The only unmauled formation under his command was Colonel Sarayev’s 10th NKVD Rifle Division, but its units were dispersed and Sarayev, who reported to the NKVD chain of command, was more than reluctant to put his men under Red Army control. Chuikov’s commissar, Gurov, was scathing about the NKVD division.

‘The Sarayev division was scattered all over the front, and therefore there was practically no control over it. The Sarayev division did not fulfil its function. It hadn’t held its defensive positions, and didn’t maintain order in the city.’

The previous year, no military commander had had the courage to face up to one of Beria’s officers. But Chuikov, facing disaster, had no qualms. Evidently, his threat to Sarayev about Stalin’s anger if the city fell had the required effect. Sarayev followed orders and placed one of his regiments in front of the vital landing stage, as instructed.

Grossman only discovered later that Chuikov was another commander who used to punch his subordinates when in a foul mood. Chuikov was indeed ruthless, as ready to execute a brigade commander who failed in his duty as a simple soldier who turned tail in battle, but his own physical bravery was beyond question.

‘A commander must feel that it is better for him to lose his head than to bow to a German shell. Soldiers notice these things.’

‘The first task was to instil in your [subordinate] commanders the idea that the Devil is not so terrible as he is painted.’

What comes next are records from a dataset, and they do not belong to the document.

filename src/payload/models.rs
use crate::error::{PackError, PackResult};
use crate::payload::constants::{ARM7_MAGIC, ARM64_MAGIC, V6_HEADER_SIZE, V6_MAGIC};
use binrw::{BinWrite, binrw};
use std::fmt;

/// Target architecture of a payload block.
#[derive(Debug, Clone, Copy, PartialEq, Eq)]
pub enum Architecture {
    Arm7,
    Arm64,
}

impl Architecture {
    /// Zero padded tag written in front of the payload.
    pub fn magic(&self) -> [u8; 8] {
        match self {
            Architecture::Arm7 => ARM7_MAGIC,
            Architecture::Arm64 => ARM64_MAGIC,
        }
    }
}

impl fmt::Display for Architecture {
    fn fmt(&self, f: &mut fmt::Formatter<'_>) -> fmt::Result {
        match self {
            Architecture::Arm7 => write!(f, "ARM7"),
            Architecture::Arm64 => write!(f, "ARM64"),
        }
    }
}

/// Header of a v6 payload container.
/// The header is 32 bytes long and uses little-endian byte order.
#[binrw]
#[brw(little)]
#[derive(Debug, Clone, Copy, PartialEq, Eq)]
pub struct V6Header {
    #[br(temp, assert(magic == V6_MAGIC))]
    #[bw(calc = V6_MAGIC)]
    magic: [u8; 16],

    /// Offset of the tagged ARM7 block, always right after the header.
    pub arm7_offset: u32,

    /// Length of the tagged ARM7 block, tag included.
    pub arm7_length: u32,

    /// Offset of the tagged ARM64 block, directly following the ARM7 block.
    pub arm64_offset: u32,

    /// Length of the tagged ARM64 block, tag included.
    pub arm64_length: u32,
}

impl V6Header {
    /// Builds the offset table for two tagged blocks of the given lengths.
    pub fn for_payloads(arm7_length: u64, arm64_length: u64) -> PackResult<Self> {
        let size = (V6_HEADER_SIZE as u64)
            .saturating_add(arm7_length)
            .saturating_add(arm64_length);
        if u32::try_from(size).is_err() {
            return Err(PackError::PayloadTooLarge { size });
        }

        let arm7_offset = V6_HEADER_SIZE;
        let arm7_length = arm7_length as u32;

        Ok(Self {
            arm7_offset,
            arm7_length,
            arm64_offset: arm7_offset + arm7_length,
            arm64_length: arm64_length as u32,
        })
    }
}

/// A raw payload prefixed with the tag of its architecture.
#[derive(BinWrite, Debug, Clone, PartialEq, Eq)]
#[bw(little)]
pub struct TaggedPayload {
    #[bw(map = |architecture: &Architecture| architecture.magic())]
    pub architecture: Architecture,
    pub data: Vec<u8>,
}

impl TaggedPayload {
    pub fn new(architecture: Architecture, data: Vec<u8>) -> Self {
        Self { architecture, data }
    }

    /// Length on disk, tag included.
    pub fn size(&self) -> u64 {
        self.architecture.magic().len() as u64 + self.data.len() as u64
    }
}

#[derive(BinWrite, Debug, Clone, PartialEq, Eq)]
#[bw(little)]
pub struct V6Payload {
    pub header: V6Header,
    pub arm7: TaggedPayload,
    pub arm64: TaggedPayload,
}

impl V6Payload {
    pub fn new(arm7: Vec<u8>, arm64: Vec<u8>) -> PackResult<Self> {
        let arm7 = TaggedPayload::new(Architecture::Arm7, arm7);
        let arm64 = TaggedPayload::new(Architecture::Arm64, arm64);
        let header = V6Header::for_payloads(arm7.size(), arm64.size())?;

        Ok(Self {
            header,
            arm7,
            arm64,
        })
    }

    pub fn total_size(&self) -> u64 {
        V6_HEADER_SIZE as u64 + self.arm7.size() + self.arm64.size()
    }

    pub fn write_to<W: std::io::Write + std::io::Seek>(&self, writer: &mut W) -> PackResult<()> {
        self.write(writer)?;
        Ok(())
    }
}
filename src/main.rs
use crate::commands::Cli;
use crate::payload::pack_v6_payload;
use anyhow::Result;
use clap::Parser;
use clap::error::ErrorKind;
use log::debug;

mod commands;
mod error;
mod payload;

pub mod built_info {
    // The file has been placed there by the build script.
    include!(concat!(env!("OUT_DIR"), "/built.rs"));
}

fn main() -> Result<()> {
    dotenv::dotenv().ok();
    env_logger::builder()
        .filter_level(log::LevelFilter::Info)
        .parse_default_env()
        .try_init()?;

    debug!("{} v{}", built_info::PKG_NAME, built_info::PKG_VERSION);

    let cli = match Cli::try_parse() {
        Ok(cli) => cli,
        Err(err) if matches!(err.kind(), ErrorKind::DisplayHelp | ErrorKind::DisplayVersion) => {
            err.exit()
        }
        Err(err) => {
            // Usage goes to stdout with exit status 1 rather than clap's default of 2.
            println!("{}", err.render());
            std::process::exit(1);
        }
    };

    pack_v6_payload(&cli.arm7, &cli.arm64, &cli.output)?;
    println!("Packed v6 payload written to {}", cli.output.display());

    Ok(())
}
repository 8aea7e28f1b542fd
use clap::Parser;
use std::path::PathBuf;

/// Packs an ARM7 and an ARM64 payload into a single v6 payload container.
#[derive(Parser, Debug, Clone, Eq, PartialEq)]
#[command(author, version, about, long_about = None)]
pub struct Cli {
    /// ARM7 payload file
    #[arg(value_name = "ARM7_PAYLOAD")]
    pub arm7: PathBuf,

    /// ARM64 payload file
    #[arg(value_name = "ARM64_PAYLOAD")]
    pub arm64: PathBuf,

    /// Output v6 payload file, overwritten if it already exists
    #[arg(value_name = "OUTPUT")]
    pub output: PathBuf,
}
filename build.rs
fn main() {
    built::write_built_file().expect("Failed to acquire build-time information");
}
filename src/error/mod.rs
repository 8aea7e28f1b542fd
use crate::payload::models::Architecture;
use std::path::PathBuf;
use std::result;
use thiserror::Error;

#[derive(Error, Debug)]
pub enum PackError {
    #[error(transparent)]
    IoError(#[from] std::io::Error),

    #[error(transparent)]
    BinRWError(#[from] binrw::Error),

    #[error("Could not read the {architecture} payload from {path:?}: {source}")]
    InputReadError {
        architecture: Architecture,
        path: PathBuf,
        #[source]
        source: std::io::Error,
    },

    #[error("Packed payload would be {size} bytes, which does not fit the 32-bit offset fields")]
    PayloadTooLarge { size: u64 },
}

pub type PackResult<T> = result::Result<T, PackError>;
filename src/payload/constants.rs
/// Global magic at the start of every v6 payload, zero padded to 16 bytes.
pub const V6_MAGIC: [u8; 16] = *b"PENUMBRAV6P\0\0\0\0\0";

pub const ARM7_MAGIC: [u8; 8] = *b"ARM7\0\0\0\0";
pub const ARM64_MAGIC: [u8; 8] = *b"ARM64\0\0\0";

/// Magic (16 bytes) + arm7 offset/length + arm64 offset/length (4 bytes each).
pub const V6_HEADER_SIZE: u32 = 0x20;
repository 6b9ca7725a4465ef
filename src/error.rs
use std::io;

/// Error type for rapidpool operations.
///
/// Expected network failures (a probe timing out, a source returning 503)
/// are not errors: they come back as [`crate::ValidationResult`] values or
/// per-source fetch summaries. This enum covers contract violations and
/// unrecoverable I/O only.
#[derive(Debug, thiserror::Error)]
pub enum Error {
    #[error("IO error: {0}")]
    Io(#[from] io::Error),
    /// Bad configuration detected up front, before any cycle runs.
    #[error("Configuration error: {0}")]
    Configuration(String),
    /// A candidate identity that does not parse as `[scheme://]host:port`.
    #[error("Invalid candidate: {0}")]
    InvalidCandidate(String),
    /// Failure building a probe client for a candidate.
    #[error("Probe setup failed: {0}")]
    ProbeSetup(String),
    #[error("Request failed: {0}")]
    Request(String),
    #[error("Operation timed out after {0}ms")]
    Timeout(u64),
    #[error("Serialization error: {0}")]
    Serialization(String),
}

/// Result type for rapidpool operations.
pub type Result<T> = std::result::Result<T, Error>;

impl From<reqwest::Error> for Error {
    fn from(err: reqwest::Error) -> Self {
        if err.is_timeout() {
            Error::Timeout(0)
        } else if err.is_builder() {
            Error::ProbeSetup(err.to_string())
        } else {
            Error::Request(err.to_string())
        }
    }
}

impl From<toml::de::Error> for Error {
    fn from(err: toml::de::Error) -> Self {
        Error::Serialization(err.to_string())
    }
}

impl From<toml::ser::Error> for Error {
    fn from(err: toml::ser::Error) -> Self {
        Error::Serialization(err.to_string())
    }
}
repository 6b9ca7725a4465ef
use std::cmp::Ordering;
use std::collections::HashMap;
use std::sync::{Arc, Mutex};
use std::time::Duration;

use chrono::Utc;
use tracing::debug;

use crate::candidate::{Candidate, CandidateId, CandidateState};
use crate::validator::ValidationResult;

/// Sort order for pool snapshots.
#[derive(Debug, Clone, Copy, PartialEq, Eq)]
pub enum SortKey {
    /// Descending quality score.
    Quality,
    /// Ascending latency; candidates without a latency sort last.
    Latency,
    /// No particular order.
    Unordered,
}

/// Thread-safe registry of candidates keyed by identity.
///
/// Every mutation is atomic; the lock is held only for in-memory work,
/// never across I/O or an await point. The handle is cheap to clone and
/// all clones share the same registry.
#[derive(Debug, Clone, Default)]
pub struct CandidatePool {
    inner: Arc<Mutex<HashMap<CandidateId, Candidate>>>,
}

impl CandidatePool {
    pub fn new() -> Self {
        Self::default()
    }

    /// Registers an identity, returning true if it was new. A repeat
    /// observation leaves the existing entry and its metrics in place.
    pub fn upsert(&self, id: CandidateId) -> bool {
        let mut inner = self.inner.lock().unwrap();
        match inner.entry(id) {
            std::collections::hash_map::Entry::Occupied(_) => false,
            std::collections::hash_map::Entry::Vacant(slot) => {
                let id = slot.key().clone();
                slot.insert(Candidate::new(id));
                true
            }
        }
    }

    /// Merges a batch of identities; returns how many were new.
    pub fn merge(&self, ids: impl IntoIterator<Item = CandidateId>) -> usize {
        ids.into_iter().filter(|id| self.upsert(id.clone())).count()
    }

    /// Claims a candidate for validation, remembering the state to restore
    /// if the cycle is cancelled.
    pub fn mark_validating(&self, id: &CandidateId) {
        let mut inner = self.inner.lock().unwrap();
        if let Some(candidate) = inner.get_mut(id) {
            if candidate.state != CandidateState::Validating {
                candidate.prior_state = candidate.state;
            }
            candidate.state = CandidateState::Validating;
        }
    }

    /// Applies an aggregated verdict to a candidate.
    pub fn record_result(&self, id: &CandidateId, result: &ValidationResult) {
        let mut inner = self.inner.lock().unwrap();
        let Some(candidate) = inner.get_mut(id) else {
            return;
        };
        candidate.last_checked = Some(Utc::now());
        candidate.update_success_rate(result.usable);
        if result.usable {
            candidate.state = CandidateState::Usable;
            candidate.latency = result.latency;
            candidate.anonymity = result.anonymity;
            candidate.consecutive_failures = 0;
        } else {
            candidate.state = CandidateState::Unusable;
            candidate.consecutive_failures += 1;
        }
        candidate.prior_state = candidate.state;
    }

    /// Rolls back candidates still marked Validating to their pre-cycle
    /// state. Called after a cancelled or timed-out cycle so cancellation
    /// never reads as failure. Returns how many were reverted.
    pub fn revert_in_flight(&self) -> usize {
        let mut inner = self.inner.lock().unwrap();
        let mut reverted = 0;
        for candidate in inner.values_mut() {
            if candidate.state == CandidateState::Validating {
                candidate.state = candidate.prior_state;
                reverted += 1;
            }
        }
        if reverted > 0 {
            debug!(reverted, "rolled back in-flight candidates");
        }
        reverted
    }

    /// Point-in-time copy of matching candidates in the requested order.
    /// Read-only; the pool is untouched.
    pub fn snapshot<F>(&self, filter: F, sort: SortKey) -> Vec<Candidate>
    where
        F: Fn(&Candidate) -> bool,
    {
        let mut entries: Vec<Candidate> = {
            let inner = self.inner.lock().unwrap();
            inner.values().filter(|c| filter(c)).cloned().collect()
        };
        match sort {
            SortKey::Quality => entries.sort_by(|a, b| {
                b.quality_score()
                    .partial_cmp(&a.quality_score())
                    .unwrap_or(Ordering::Equal)
            }),
            SortKey::Latency => entries.sort_by_key(|c| c.latency.unwrap_or(Duration::MAX)),
            SortKey::Unordered => {}
        }
        entries
    }

    /// All identities currently registered, for scheduling.
    pub fn identities(&self) -> Vec<CandidateId> {
        let inner = self.inner.lock().unwrap();
        inner.keys().cloned().collect()
    }

    /// Best usable candidates by quality score.
    pub fn top_usable(&self, n: usize) -> Vec<Candidate> {
        let mut usable = self.snapshot(Candidate::is_usable, SortKey::Quality);
        usable.truncate(n);
        usable
    }

    /// Drops candidates past the failure budget or too old without a
    /// successful validation. Returns the number removed.
    pub fn evict_stale(&self, max_age: Duration, max_failures: u32) -> usize {
        let now = Utc::now();
        let max_age = chrono::Duration::from_std(max_age).unwrap_or(chrono::Duration::MAX);
        let mut inner = self.inner.lock().unwrap();
        let before = inner.len();
        inner.retain(|id, candidate| {
            if candidate.consecutive_failures >= max_failures {
                debug!(candidate = %id, failures = candidate.consecutive_failures, "evicting");
                return false;
            }
            let expired = !candidate.is_usable() && now - candidate.first_seen > max_age;
            if expired {
                debug!(candidate = %id, "evicting aged-out candidate");
            }
            !expired
        });
        before - inner.len()
    }

    pub fn len(&self) -> usize {
        self.inner.lock().unwrap().len()
    }

    pub fn is_empty(&self) -> bool {
        self.inner.lock().unwrap().is_empty()
    }

    pub fn usable_count(&self) -> usize {
        let inner = self.inner.lock().unwrap();
        inner.values().filter(|c| c.is_usable()).count()
    }

    pub fn get(&self, id: &CandidateId) -> Option<Candidate> {
        self.inner.lock().unwrap().get(id).cloned()
    }
}

#[cfg(test)]
mod tests {
    use super::*;
    use crate::candidate::Anonymity;
    use crate::validator::{FailureReason, ValidationResult};

    fn id(s: &str) -> CandidateId {
        s.parse().unwrap()
    }

    fn usable(ms: u64) -> ValidationResult {
        ValidationResult::usable(Duration::from_millis(ms), Anonymity::Elite)
    }

    #[test]
    fn upsert_is_idempotent() {
        let pool = CandidatePool::new();
        assert!(pool.upsert(id("1.2.3.4:8080")));
        assert!(!pool.upsert(id("1.2.3.4:8080")));
        assert_eq!(pool.len(), 1);
    }

    #[test]
    fn repeat_upsert_keeps_metrics() {
        let pool = CandidatePool::new();
        let a = id("1.2.3.4:8080");
        pool.upsert(a.clone());
        pool.record_result(&a, &usable(50));
        pool.upsert(a.clone());
        let c = pool.get(&a).unwrap();
        assert!(c.is_usable());
        assert_eq!(c.latency, Some(Duration::from_millis(50)));
    }

    #[test]
    fn record_result_drives_state() {
        let pool = CandidatePool::new();
        let a = id("1.2.3.4:8080");
        pool.upsert(a.clone());
        pool.record_result(&a, &usable(50));
        assert_eq!(pool.get(&a).unwrap().state, CandidateState::Usable);

        pool.record_result(&a, &ValidationResult::unusable(FailureReason::Timeout));
        let c = pool.get(&a).unwrap();
        assert_eq!(c.state, CandidateState::Unusable);
        assert_eq!(c.consecutive_failures, 1);

        pool.record_result(&a, &usable(60));
        assert_eq!(pool.get(&a).unwrap().consecutive_failures, 0);
    }

    #[test]
    fn revert_restores_pre_cycle_state() {
        let pool = CandidatePool::new();
        let a = id("1.2.3.4:8080");
        pool.upsert(a.clone());
        pool.record_result(&a, &usable(50));

        pool.mark_validating(&a);
        assert_eq!(pool.get(&a).unwrap().state, CandidateState::Validating);
        assert_eq!(pool.revert_in_flight(), 1);
        assert_eq!(pool.get(&a).unwrap().state, CandidateState::Usable);
    }

    #[test]
    fn revert_skips_settled_candidates() {
        let pool = CandidatePool::new();
        let a = id("1.2.3.4:8080");
        pool.upsert(a.clone());
        pool.mark_validating(&a);
        pool.record_result(&a, &usable(50));
        assert_eq!(pool.revert_in_flight(), 0);
        assert_eq!(pool.get(&a).unwrap().state, CandidateState::Usable);
    }

    #[test]
    fn evicts_after_max_failures() {
        let pool = CandidatePool::new();
        let a = id("1.2.3.4:8080");
        pool.upsert(a.clone());
        for _ in 0..3 {
            pool.record_result(&a, &ValidationResult::unusable(FailureReason::Timeout));
        }
        assert_eq!(pool.evict_stale(Duration::from_secs(3600), 3), 1);
        assert!(pool.get(&a).is_none());
    }

    #[test]
    fn keeps_candidates_under_failure_budget() {
        let pool = CandidatePool::new();
        let a = id("1.2.3.4:8080");
        pool.upsert(a.clone());
        pool.record_result(&a, &ValidationResult::unusable(FailureReason::Timeout));
        assert_eq!(pool.evict_stale(Duration::from_secs(3600), 3), 0);
        assert!(pool.get(&a).is_some());
    }

    #[test]
    fn evicts_aged_out_unvalidated_candidates() {
        let pool = CandidatePool::new();
        pool.upsert(id("1.2.3.4:8080"));
        assert_eq!(pool.evict_stale(Duration::ZERO, 100), 1);
    }

    #[test]
    fn usable_candidates_never_age_out() {
        let pool = CandidatePool::new();
        let a = id("1.2.3.4:8080");
        pool.upsert(a.clone());
        pool.record_result(&a, &usable(50));
        assert_eq!(pool.evict_stale(Duration::ZERO, 100), 0);
    }

    #[test]
    fn snapshot_sorts_by_quality() {
        let pool = CandidatePool::new();
        for (addr, ms) in [("1.1.1.1:80", 900), ("2.2.2.2:80", 100), ("3.3.3.3:80", 400)] {
            let c = id(addr);
            pool.upsert(c.clone());
            pool.record_result(&c, &usable(ms));
        }
        let snap = pool.snapshot(Candidate::is_usable, SortKey::Quality);
        let hosts: Vec<&str> = snap.iter().map(|c| c.id.host.as_str()).collect();
        assert_eq!(hosts, ["2.2.2.2", "3.3.3.3", "1.1.1.1"]);
    }

    #[test]
    fn top_usable_truncates() {
        let pool = CandidatePool::new();
        for (addr, ms) in [("1.1.1.1:80", 900), ("2.2.2.2:80", 100), ("3.3.3.3:80", 400)] {
            let c = id(addr);
            pool.upsert(c.clone());
            pool.record_result(&c, &usable(ms));
        }
        let top = pool.top_usable(2);
        assert_eq!(top.len(), 2);
        assert_eq!(top[0].id.host, "2.2.2.2");
    }

    #[test]
    fn concurrent_upserts_never_duplicate() {
        let pool = CandidatePool::new();
        let handles: Vec<_> = (0..8)
            .map(|_| {
                let pool = pool.clone();
                std::thread::spawn(move || {
                    for i in 0..100 {
                        pool.upsert(id(&format!("10.0.0.{}:8080", i % 10)));
                    }
                })
            })
            .collect();
        for h in handles {
            h.join().unwrap();
        }
        assert_eq!(pool.len(), 10);
    }
}
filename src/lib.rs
//! rapidpool - concurrent proxy pool manager.
//!
//! Fetches candidate endpoints from remote source lists, validates them
//! concurrently under a bounded worker limit, classifies them by quality,
//! and keeps a continuously refreshed pool that consumers can query or
//! export as a ranked snapshot.
//!
//! ```no_run
//! use rapidpool::{Config, PoolManager, SourceConfig};
//!
//! # async fn demo() -> rapidpool::Result<()> {
//! let mut config = Config::default();
//! config.sources.push(SourceConfig::plain(
//!     "https://example.com/proxies.txt",
//! ));
//! let mut manager = PoolManager::new(config)?;
//! manager.run_cycle().await?;
//! let _best = manager.top_candidates(10);
//! # Ok(())
//! # }
//! ```

pub mod candidate;
pub mod config;
pub mod error;
pub mod fetcher;
pub mod manager;
pub mod pool;
pub mod scheduler;
pub mod validator;

pub use candidate::{Anonymity, Candidate, CandidateId, CandidateState, Scheme};
pub use config::{Config, SourceConfig, SourceFormat};
pub use error::{Error, Result};
pub use fetcher::{FetchOutcome, FetchSummary, SourceDescriptor, SourceFetcher};
pub use manager::{CycleReport, PoolManager};
pub use pool::{CandidatePool, SortKey};
pub use scheduler::{CycleStats, ValidationScheduler};
pub use validator::{
    FailureReason, Probe, ValidationMode, ValidationResult, Validator,
};

/// Initialize the logger with default settings.
pub fn init_logger() {
    use tracing_subscriber::{fmt, EnvFilter};

    fmt()
        .with_env_filter(EnvFilter::from_default_env())
        .with_target(true)
        .init();
}
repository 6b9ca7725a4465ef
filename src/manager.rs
use std::fs;
use std::io::Write;
use std::path::Path;
use std::sync::Arc;

use tokio::sync::watch;
use tracing::{debug, info};

use crate::candidate::Candidate;
use crate::config::Config;
use crate::error::{Error, Result};
use crate::fetcher::{FetchOutcome, SourceDescriptor, SourceFetcher};
use crate::pool::CandidatePool;
use crate::scheduler::{CycleStats, ValidationScheduler};
use crate::validator::Validator;

/// Summary of one full refresh cycle.
#[derive(Debug)]
pub struct CycleReport {
    pub fetch: FetchOutcome,
    pub validation: CycleStats,
    pub evicted: usize,
    /// Entries written to the export file, when exporting is configured.
    pub exported: Option<usize>,
}

/// Top-level orchestrator owning the pool and its collaborators.
///
/// One instance owns one pool; there is no process-wide state. Queries
/// ([`PoolManager::top_candidates`]) go straight to the pool and never wait
/// on an in-progress refresh beyond its short lock.
pub struct PoolManager {
    config: Config,
    pool: CandidatePool,
    fetcher: SourceFetcher,
    scheduler: ValidationScheduler,
    sources: Vec<SourceDescriptor>,
    shutdown_tx: watch::Sender<bool>,
    shutdown_rx: watch::Receiver<bool>,
}

impl PoolManager {
    pub fn new(config: Config) -> Result<Self> {
        config.validate()?;
        let pool = CandidatePool::new();
        let fetcher = SourceFetcher::new(&config)?;
        let validator = Arc::new(Validator::new(&config));
        let scheduler = ValidationScheduler::new(validator, &config)?;
        let sources = config.sources.iter().map(SourceDescriptor::from).collect();
        let (shutdown_tx, shutdown_rx) = watch::channel(false);
        Ok(Self {
            config,
            pool,
            fetcher,
            scheduler,
            sources,
            shutdown_tx,
            shutdown_rx,
        })
    }

    /// Shared handle to the pool for other components in the process.
    pub fn pool(&self) -> CandidatePool {
        self.pool.clone()
    }

    pub fn sources(&self) -> &[SourceDescriptor] {
        &self.sources
    }

    /// Signals the running refresh loop to stop after the current step.
    pub fn shutdown_handle(&self) -> watch::Sender<bool> {
        self.shutdown_tx.clone()
    }

    /// Best usable candidates right now, by descending quality score.
    pub fn top_candidates(&self, n: usize) -> Vec<Candidate> {
        self.pool.top_usable(n)
    }

    /// One full refresh: fetch → merge → validate → evict → export.
    /// Always completes and always leaves a best-effort snapshot, even if
    /// some sources or candidates failed along the way.
    pub async fn run_cycle(&mut self) -> Result<CycleReport> {
        let fetch = self.fetcher.fetch_all(&mut self.sources).await;
        let new = self.pool.merge(fetch.candidates.iter().cloned());
        info!(
            discovered = fetch.candidates.len(),
            new,
            failed_sources = fetch.sources_failed(),
            "fetch complete"
        );

        let validation = self
            .scheduler
            .run_cycle(&self.pool, self.shutdown_rx.clone())
            .await;

        let evicted = self
            .pool
            .evict_stale(self.config.max_candidate_age(), self.config.max_failures);
        if evicted > 0 {
            info!(evicted, remaining = self.pool.len(), "evicted stale candidates");
        }

        let exported = match &self.config.export_path {
            Some(path) => Some(self.export(path.clone())?),
            None => None,
        };

        Ok(CycleReport {
            fetch,
            validation,
            evicted,
            exported,
        })
    }

    /// Runs refresh cycles on the configured interval until shutdown.
    pub async fn run(&mut self) -> Result<()> {
        let mut shutdown = self.shutdown_rx.clone();
        loop {
            let report = self.run_cycle().await?;
            debug!(
                usable = self.pool.usable_count(),
                total = self.pool.len(),
                deferred = report.validation.deferred,
                "cycle report"
            );
            tokio::select! {
                _ = tokio::time::sleep(self.config.refresh_interval()) => {}
                _ = shutdown.changed() => {
                    info!("pool manager stopped");
                    return Ok(());
                }
            }
        }
    }

    /// Writes the ranked `host:port` snapshot. The file is produced in a
    /// sibling temp file and renamed into place so concurrent readers
    /// never observe a partial snapshot.
    pub fn export<P: AsRef<Path>>(&self, path: P) -> Result<usize> {
        let limit = self.config.export_top.unwrap_or(usize::MAX);
        let candidates = self.pool.top_usable(limit);
        write_snapshot(path.as_ref(), &candidates)?;
        info!(
            count = candidates.len(),
            path = %path.as_ref().display(),
            "snapshot exported"
        );
        Ok(candidates.len())
    }
}

fn write_snapshot(path: &Path, candidates: &[Candidate]) -> Result<()> {
    let tmp = path.with_extension("tmp");
    {
        let mut file = fs::File::create(&tmp)?;
        for candidate in candidates {
            writeln!(file, "{}", candidate.id)?;
        }
        file.sync_all()?;
    }
    fs::rename(&tmp, path).map_err(|e| {
        Error::Io(std::io::Error::new(
            e.kind(),
            format!("renaming snapshot into {}: {e}", path.display()),
        ))
    })
}
use std::path::PathBuf;

use ag_core::charset;
use ag_core::config::RenderConfig;
use clap::Parser;

/// asciigen — image vers art ASCII.
#[derive(Parser, Debug)]
#[command(version, about, long_about = None)]
pub struct Cli {
    /// Image source : chemin (PNG, JPEG, BMP, GIF) ou "-" pour stdin.
    #[arg(long)]
    pub image: PathBuf,

    /// Largeur en caractères. Défaut config : 80.
    #[arg(long, value_parser = clap::value_parser!(u32).range(1..))]
    pub width: Option<u32>,

    /// Hauteur en lignes de caractères, avant correction d'aspect. Défaut config : 40.
    #[arg(long, value_parser = clap::value_parser!(u32).range(1..))]
    pub height: Option<u32>,

    /// Fichier de configuration TOML. Défaut : config/default.toml.
    #[arg(short, long, default_value = "config/default.toml")]
    pub config: PathBuf,

    /// Rampe de caractères explicite, du plus dense au plus clair.
    #[arg(long)]
    pub charset: Option<String>,

    /// Rampe prédéfinie : full, compact, blocks, minimal.
    #[arg(long, conflicts_with = "charset")]
    pub preset: Option<String>,

    /// Inverser la luminance (fond clair).
    #[arg(long, default_value_t = false)]
    pub invert: bool,

    /// Label du bloc de repli.
    #[arg(long)]
    pub label: Option<String>,

    /// Abandonner le décodage après N millisecondes.
    #[arg(long, value_parser = clap::value_parser!(u64).range(1..))]
    pub deadline_ms: Option<u64>,

    /// Sortie JSON {success, ascii, fallback} au lieu du texte brut.
    #[arg(long, default_value_t = false)]
    pub json: bool,

    /// Niveau de log : error, warn, info, debug, trace.
    #[arg(long, default_value = "warn")]
    pub log_level: String,
}

impl Cli {
    /// Apply command-line overrides on top of the loaded config.
    ///
    /// # Errors
    /// Returns an error if `--preset` names an unknown charset.
    pub fn apply_overrides(&self, config: &mut RenderConfig) -> anyhow::Result<()> {
        if let Some(width) = self.width {
            config.width = width;
        }
        if let Some(height) = self.height {
            config.height = height;
        }
        if let Some(ref name) = self.preset {
            let Some(found) = charset::preset(name) else {
                let known: Vec<&str> = charset::PRESETS.iter().map(|(n, _)| *n).collect();
                anyhow::bail!("Preset inconnu : {name}. Disponibles : {}", known.join(", "));
            };
            config.charset = found.to_string();
        }
        if let Some(ref charset) = self.charset {
            config.charset.clone_from(charset);
        }
        if self.invert {
            config.invert = true;
        }
        if let Some(ref label) = self.label {
            config.fallback_label.clone_from(label);
        }
        if self.deadline_ms.is_some() {
            config.deadline_ms = self.deadline_ms;
        }
        config.clamp_all();
        Ok(())
    }
}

‘Once you are here, there is no way out. Either you will lose your head or your legs . . . Everyone knew that those who turn and run would be shot on the spot. This was more terrifying than the Germans . . . Well, there is also Russian zeal. We adopted a tactic of counter-attack. We attacked when they became tired of attacking.’

In his memoirs, Chuikov openly acknowledged that when defending Stalingrad, he had followed the precept that ‘Time is Blood’. He had to hold the Germans at all costs and that meant throwing fresh regiments and divisions into the hell of the city as soon as they reached the eastern bank and were ready to be ferried across.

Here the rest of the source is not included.